D’après Ravina Bains, directrice associée au Centre for Aboriginal Policy Studies (le centre d’études sur la politique autochtone) de l’institut Fraser, ce précédent a entraîné un changement dans le sens où les communautés autochtones ne sont désormais plus tenues d’établir leur titre ancestral avant de pouvoir intenter une action civile contre des sociétés privés. Ceci leur permet d’engager des poursuites judiciaires pour des projets proposés ou qui existent depuis des décennies. « Il s’agit d’un autre moyen pour les Premières Nations d’établir leur titre ancestral, et cela ouvre également une nouvelle voie pour les contentieux qui étaient jusqu’à présent uniquement introduits devant les gouvernements », indiquait Mme Bains.
Auparavant, un groupe autochtone ne pouvait intenter de poursuite contre une société privée avant d’avoir pu établir son titre ancestral, procédure qui passait par de longues et complexes actions en justice impliquant les gouvernements (et durant lesquelles le groupe devait prouver que ses ancêtres utilisaient et occupaient ces terres à titre exclusif sur une période définie).

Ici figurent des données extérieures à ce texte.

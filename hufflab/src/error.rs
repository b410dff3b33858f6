//! Error types for symbol table validation

use thiserror::Error;

/// Errors reported while validating a symbol table or its parameters.
///
/// Validation fails fast: the first offending record aborts the run and is
/// carried in the error for user display. Tree construction, code assignment
/// and statistics cannot fail once given validated input.
#[derive(Error, Debug, Clone, PartialEq)]
pub enum Error {
    /// A record lacks the separator, its probability fails to parse, or the
    /// probability falls outside [0, 1].
    #[error("malformed record: {0:?}")]
    MalformedRecord(String),

    /// The same identifier appeared twice within one batch.
    #[error("duplicate symbol: {0:?}")]
    DuplicateSymbol(String),

    /// Fewer than two valid symbols were supplied.
    #[error("at least 2 symbols are required, got {0}")]
    InsufficientSymbols(usize),

    /// The probabilities do not sum to 1.0 within tolerance.
    #[error("probabilities must sum to 1.0, got {0}")]
    ProbabilitySumMismatch(f64),

    /// The channel rate is missing, non-finite, or not positive.
    #[error("invalid channel rate: {0}")]
    InvalidChannelRate(f64),

    /// A bit sequence does not decode to a whole number of symbols.
    #[error("bit sequence ended mid-codeword")]
    TruncatedBitSequence,

    /// A bit sequence contains a character other than '0' or '1'.
    #[error("invalid bit {0:?} in sequence")]
    InvalidBit(char),
}

/// Convenience alias used throughout the crate.
pub type Result<T> = std::result::Result<T, Error>;
//! # Hufflab - Huffman Coding Analysis Library
//!
//! Builds optimal prefix-free binary codes from symbol probability tables and
//! computes the information-theoretic statistics (entropy, average code
//! length, efficiency, redundancy, compression ratio) that describe how close
//! the code comes to the entropy bound.
//!
//! The pipeline is a chain of plain, synchronous operations: validate the raw
//! symbol table, build the merge tree, assign codewords, compute statistics.
//! Each run produces an owned [`Analysis`] value; nothing is held in ambient
//! state between runs.
//!
//! ## Example
//!
//! ```
//! use hufflab::analyze;
//!
//! # fn main() -> Result<(), hufflab::Error> {
//! let analysis = analyze("A,0.5\nB,0.25\nC,0.25", 2.0)?;
//!
//! assert_eq!(analysis.codes["A"].len(), 1);
//! assert!(analysis.stats.avg_length >= analysis.stats.entropy);
//!
//! // Indented textual dump of the merge tree
//! println!("{}", analysis.tree.render());
//! # Ok(())
//! # }
//! ```

#![cfg_attr(docsrs, feature(doc_cfg))]
#![warn(
    missing_docs,
    missing_debug_implementations,
    rust_2018_idioms,
    unreachable_pub
)]

pub mod analysis;
pub mod code;
pub mod error;
pub mod report;
pub mod stats;
pub mod table;
pub mod tree;

// Re-export commonly used types
pub use analysis::{analyze, analyze_table, Analysis, SymbolRow};
pub use code::{assign_codes, decode, CodeMap};
pub use error::{Error, Result};
pub use stats::Statistics;
pub use table::{Symbol, SymbolTable};
pub use tree::{Branch, Node};

/// Placeholder token substituted for an empty symbol identifier.
pub const PLACEHOLDER_SYMBOL: &str = "\u{2423}";

/// Fixed-width baseline, in bits per symbol, that compression metrics are
/// measured against.
pub const BASELINE_BITS: f64 = 8.0;

/// Permitted deviation of the probability total from 1.0.
pub const PROBABILITY_SUM_TOLERANCE: f64 = 0.01;

/// Information content of a probability, in bits (0.0 for p = 0).
#[inline]
pub fn information(probability: f64) -> f64 {
    if probability > 0.0 {
        -probability.log2()
    } else {
        0.0
    }
}

#[cfg(test)]
mod tests {
    use super::*;

    #[test]
    fn test_information_content() {
        assert_eq!(information(1.0), 0.0);
        assert_eq!(information(0.5), 1.0);
        assert_eq!(information(0.25), 2.0);
        assert_eq!(information(0.0), 0.0);
    }

    #[test]
    fn test_placeholder_is_visible() {
        assert!(!PLACEHOLDER_SYMBOL.trim().is_empty());
    }
}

Dans l’affaire de la Colombie-Britannique, les Premières Nations Saik’uz et Stellat’en du centre-nord de la province sont maintenant libres d’intenter un procès quant aux impacts du barrage construit sur la rivière Nechako en 1952 par Alcan afin d’alimenter une usine d’aluminium à Kitimat. Rio Tinto est devenue propriétaire du barrage lorsqu’elle a acheté Alcan pour la somme de 38 milliards $ en 2007. « Ceci nous permet de ne plus avoir à traiter uniquement avec le gouvernement », expliquait Jackie Thomas, membre de la Première Nation Saik’uz de C.-B. et gestionnaire des terres et des ressources de Vanderhoof, qui a confirmé qu’elle ne demanderait pas de règlement extrajudiciaire. « Ceci signifie que nous pouvons directement traiter avec la société, et notamment avec les personnes qui étaient à l’époque en partie [responsables] des effets cumulatifs du problème sur nos territoires. »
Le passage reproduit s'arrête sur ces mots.